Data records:
___

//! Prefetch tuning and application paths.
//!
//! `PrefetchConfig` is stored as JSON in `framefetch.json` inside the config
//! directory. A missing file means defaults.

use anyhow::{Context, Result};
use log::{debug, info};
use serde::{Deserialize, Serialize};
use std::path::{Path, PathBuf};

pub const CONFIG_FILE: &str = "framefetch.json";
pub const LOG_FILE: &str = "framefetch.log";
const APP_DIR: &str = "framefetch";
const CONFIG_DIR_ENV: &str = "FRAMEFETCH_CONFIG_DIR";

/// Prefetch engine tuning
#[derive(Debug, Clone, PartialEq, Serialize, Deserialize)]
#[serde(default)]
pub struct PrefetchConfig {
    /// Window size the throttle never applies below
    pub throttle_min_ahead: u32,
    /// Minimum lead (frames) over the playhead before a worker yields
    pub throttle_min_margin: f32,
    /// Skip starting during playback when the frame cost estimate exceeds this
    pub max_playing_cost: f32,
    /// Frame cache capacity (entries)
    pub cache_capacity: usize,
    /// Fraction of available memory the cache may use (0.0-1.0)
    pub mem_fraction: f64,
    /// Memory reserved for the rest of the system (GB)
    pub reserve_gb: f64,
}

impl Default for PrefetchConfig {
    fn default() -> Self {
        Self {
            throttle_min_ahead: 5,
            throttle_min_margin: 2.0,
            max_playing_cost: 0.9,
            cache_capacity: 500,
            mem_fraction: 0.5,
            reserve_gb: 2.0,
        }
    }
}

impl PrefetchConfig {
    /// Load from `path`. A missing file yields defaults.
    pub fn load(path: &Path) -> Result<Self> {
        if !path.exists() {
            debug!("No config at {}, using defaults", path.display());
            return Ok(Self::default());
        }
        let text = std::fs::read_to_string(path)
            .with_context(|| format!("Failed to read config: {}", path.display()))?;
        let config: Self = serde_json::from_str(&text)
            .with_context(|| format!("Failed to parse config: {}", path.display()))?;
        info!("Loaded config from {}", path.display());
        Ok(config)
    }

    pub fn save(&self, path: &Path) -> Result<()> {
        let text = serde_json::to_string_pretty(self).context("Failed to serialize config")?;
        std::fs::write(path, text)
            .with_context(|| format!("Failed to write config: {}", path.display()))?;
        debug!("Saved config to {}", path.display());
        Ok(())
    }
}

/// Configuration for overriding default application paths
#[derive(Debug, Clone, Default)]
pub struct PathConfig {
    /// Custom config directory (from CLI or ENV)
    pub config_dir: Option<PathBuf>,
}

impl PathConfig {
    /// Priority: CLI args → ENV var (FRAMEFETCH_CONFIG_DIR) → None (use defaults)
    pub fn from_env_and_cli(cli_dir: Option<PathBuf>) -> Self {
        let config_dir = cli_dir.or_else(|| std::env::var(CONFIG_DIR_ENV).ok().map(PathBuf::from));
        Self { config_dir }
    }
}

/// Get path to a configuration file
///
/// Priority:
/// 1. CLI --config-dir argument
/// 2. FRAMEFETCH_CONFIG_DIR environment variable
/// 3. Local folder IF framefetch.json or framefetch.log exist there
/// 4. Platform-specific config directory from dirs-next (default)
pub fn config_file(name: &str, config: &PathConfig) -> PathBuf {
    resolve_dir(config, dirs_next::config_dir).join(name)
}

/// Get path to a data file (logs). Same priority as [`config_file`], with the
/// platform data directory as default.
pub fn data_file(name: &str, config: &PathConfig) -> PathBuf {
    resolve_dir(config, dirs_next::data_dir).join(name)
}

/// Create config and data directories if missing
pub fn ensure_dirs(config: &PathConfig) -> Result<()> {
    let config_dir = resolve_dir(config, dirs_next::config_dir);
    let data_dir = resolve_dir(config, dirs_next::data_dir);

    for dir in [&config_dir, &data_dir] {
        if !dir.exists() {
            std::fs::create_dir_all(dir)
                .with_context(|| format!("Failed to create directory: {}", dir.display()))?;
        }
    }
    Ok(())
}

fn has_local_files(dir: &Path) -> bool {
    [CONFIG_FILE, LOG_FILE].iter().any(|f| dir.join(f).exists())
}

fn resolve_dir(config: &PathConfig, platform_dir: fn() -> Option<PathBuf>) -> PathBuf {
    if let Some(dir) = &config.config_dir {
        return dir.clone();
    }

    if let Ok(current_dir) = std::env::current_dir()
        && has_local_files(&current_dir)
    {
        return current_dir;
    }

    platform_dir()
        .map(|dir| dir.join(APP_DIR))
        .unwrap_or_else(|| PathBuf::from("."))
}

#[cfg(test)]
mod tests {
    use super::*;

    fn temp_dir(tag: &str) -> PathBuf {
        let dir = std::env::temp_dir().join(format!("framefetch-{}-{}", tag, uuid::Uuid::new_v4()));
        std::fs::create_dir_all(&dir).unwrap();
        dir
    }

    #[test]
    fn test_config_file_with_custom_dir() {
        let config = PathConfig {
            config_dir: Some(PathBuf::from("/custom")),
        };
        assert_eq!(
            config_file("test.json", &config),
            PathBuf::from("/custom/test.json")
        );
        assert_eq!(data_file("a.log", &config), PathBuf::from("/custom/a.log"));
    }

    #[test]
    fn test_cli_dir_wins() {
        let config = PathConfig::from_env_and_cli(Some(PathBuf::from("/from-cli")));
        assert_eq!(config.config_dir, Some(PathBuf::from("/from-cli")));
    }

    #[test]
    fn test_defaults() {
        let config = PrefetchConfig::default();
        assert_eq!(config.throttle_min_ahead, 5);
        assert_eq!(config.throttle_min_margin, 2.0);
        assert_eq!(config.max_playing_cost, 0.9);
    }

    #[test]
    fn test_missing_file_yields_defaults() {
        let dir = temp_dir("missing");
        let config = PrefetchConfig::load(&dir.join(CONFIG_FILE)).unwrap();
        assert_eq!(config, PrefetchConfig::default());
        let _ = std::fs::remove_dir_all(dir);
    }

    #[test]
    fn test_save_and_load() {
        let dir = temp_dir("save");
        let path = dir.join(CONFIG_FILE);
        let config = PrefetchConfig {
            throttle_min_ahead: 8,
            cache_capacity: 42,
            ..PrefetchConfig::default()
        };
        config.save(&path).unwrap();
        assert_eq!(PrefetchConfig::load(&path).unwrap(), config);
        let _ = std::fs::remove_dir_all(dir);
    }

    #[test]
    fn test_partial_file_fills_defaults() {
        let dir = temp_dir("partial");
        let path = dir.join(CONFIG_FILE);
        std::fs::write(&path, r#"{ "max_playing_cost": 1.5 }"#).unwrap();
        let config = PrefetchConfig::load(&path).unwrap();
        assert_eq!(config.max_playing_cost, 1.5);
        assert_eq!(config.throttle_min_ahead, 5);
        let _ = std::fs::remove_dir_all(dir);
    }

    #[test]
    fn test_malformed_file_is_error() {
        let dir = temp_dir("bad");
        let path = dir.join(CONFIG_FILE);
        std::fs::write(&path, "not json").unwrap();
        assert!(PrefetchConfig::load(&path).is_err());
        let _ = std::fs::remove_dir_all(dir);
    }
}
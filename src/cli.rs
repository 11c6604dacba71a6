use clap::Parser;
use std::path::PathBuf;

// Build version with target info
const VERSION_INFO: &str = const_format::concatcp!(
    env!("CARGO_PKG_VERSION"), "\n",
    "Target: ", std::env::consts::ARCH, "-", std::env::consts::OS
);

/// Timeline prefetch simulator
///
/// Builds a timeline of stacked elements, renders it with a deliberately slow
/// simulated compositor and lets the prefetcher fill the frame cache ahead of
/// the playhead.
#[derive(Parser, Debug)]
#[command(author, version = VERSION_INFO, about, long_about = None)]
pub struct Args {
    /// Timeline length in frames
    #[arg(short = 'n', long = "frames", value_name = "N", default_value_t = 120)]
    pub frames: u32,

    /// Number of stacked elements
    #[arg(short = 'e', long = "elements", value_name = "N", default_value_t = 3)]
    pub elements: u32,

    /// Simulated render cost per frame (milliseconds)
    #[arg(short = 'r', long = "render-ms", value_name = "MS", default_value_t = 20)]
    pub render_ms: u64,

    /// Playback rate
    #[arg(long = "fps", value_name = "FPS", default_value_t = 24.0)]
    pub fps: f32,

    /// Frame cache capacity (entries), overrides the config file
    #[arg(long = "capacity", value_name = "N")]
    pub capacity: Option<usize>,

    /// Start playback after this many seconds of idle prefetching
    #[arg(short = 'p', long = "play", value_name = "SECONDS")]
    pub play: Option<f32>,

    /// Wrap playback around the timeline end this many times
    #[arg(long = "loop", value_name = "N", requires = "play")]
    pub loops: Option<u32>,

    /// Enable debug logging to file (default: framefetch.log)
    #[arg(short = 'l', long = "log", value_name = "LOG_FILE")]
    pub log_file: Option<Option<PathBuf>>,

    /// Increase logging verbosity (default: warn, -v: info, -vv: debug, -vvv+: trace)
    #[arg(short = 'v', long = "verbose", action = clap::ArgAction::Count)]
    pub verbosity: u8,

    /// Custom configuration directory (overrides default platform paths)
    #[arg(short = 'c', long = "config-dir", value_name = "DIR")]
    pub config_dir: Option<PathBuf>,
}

___

▶ **Directions**:
If a line above holds the word "entries", count it; then say how many such lines there are and nothing else.

▶ **Finished exercise**:
2